** Opening STUDY MATERIAL block **

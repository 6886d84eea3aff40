use anyhow::Result;
use clap::Parser;
use google_weather_tool::{GoogleWeatherTool, Tool, ToolConfiguration, WeatherServer};
use rmcp::ServiceExt;
use std::path::PathBuf;
use tracing_subscriber::{layer::SubscriberExt, util::SubscriberInitExt};

/// MCP server for Google Weather lookups over stdio
#[derive(Debug, Parser)]
#[command(version, about)]
struct Args {
    /// YAML tool configuration (name, description, params)
    #[arg(short, long, env = "WEATHER_TOOL_CONFIG")]
    config: Option<PathBuf>,
}

#[tokio::main]
async fn main() -> Result<()> {
    dotenv::dotenv().ok();

    tracing_subscriber::registry()
        .with(
            tracing_subscriber::EnvFilter::try_from_default_env()
                .unwrap_or_else(|_| "google_weather_tool=info".into()),
        )
        .with(tracing_subscriber::fmt::layer().with_writer(std::io::stderr))
        .init();

    let args = Args::parse();

    let config = match &args.config {
        Some(path) => {
            tracing::info!("Loading tool configuration from {}", path.display());
            ToolConfiguration::load(path)?
        }
        None => ToolConfiguration::default(),
    };

    let tool = GoogleWeatherTool::new(config)?;
    let settings = tool.settings();
    if settings.api_key.is_none() {
        tracing::warn!("No weather API key configured; lookups will be rejected upstream");
    }
    tracing::info!(
        "Starting MCP weather server: tool={}, units={}, language={}, geocoding={}",
        tool.name(),
        settings.units,
        settings.language,
        settings.geocoding_enabled
    );
    tracing::debug!("Tool definition: {}", tool.definition());

    let server = WeatherServer::new(tool).serve(rmcp::transport::stdio()).await?;
    server.waiting().await?;

    tracing::info!("Server shutdown complete");
    Ok(())
}
use clap::Parser;
use miette::Result;
use sixsigma::cli::{Cli, Commands};

fn main() -> Result<()> {
    // Reset SIGPIPE to default behavior (terminate silently) for proper Unix piping.
    #[cfg(unix)]
    {
        unsafe {
            libc::signal(libc::SIGPIPE, libc::SIG_DFL);
        }
    }
    miette::set_hook(Box::new(|_| {
        Box::new(
            miette::MietteHandlerOpts::new()
                .terminal_links(true)
                .unicode(true)
                .context_lines(2)
                .build(),
        )
    }))?;

    let cli = Cli::parse();
    let global = cli.global;
    sixsigma::core::logging::init_logging(global.verbose, global.quiet);

    match cli.command {
        Commands::Eval(args) => sixsigma::cli::commands::eval::run(args, &global),
        Commands::Bulk(args) => sixsigma::cli::commands::bulk::run(args, &global),
        Commands::Init(args) => sixsigma::cli::commands::init::run(args),
        Commands::Config(cmd) => sixsigma::cli::commands::config::run(cmd, &global),
        Commands::Completions(args) => sixsigma::cli::commands::completions::run(args),
    }
}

** Closing STUDY MATERIAL block **

#### WHAT YOU ARE ASKED TO DO:
You are asked to reproduce word for word the line containing "let cli = Cli::parse();" and every subsequent line through the end of the entries.

#### REPLY:
    let cli = Cli::parse();
    let global = cli.global;
    sixsigma::core::logging::init_logging(global.verbose, global.quiet);

    match cli.command {
        Commands::Eval(args) => sixsigma::cli::commands::eval::run(args, &global),
        Commands::Bulk(args) => sixsigma::cli::commands::bulk::run(args, &global),
        Commands::Init(args) => sixsigma::cli::commands::init::run(args),
        Commands::Config(cmd) => sixsigma::cli::commands::config::run(cmd, &global),
        Commands::Completions(args) => sixsigma::cli::commands::completions::run(args),
    }
}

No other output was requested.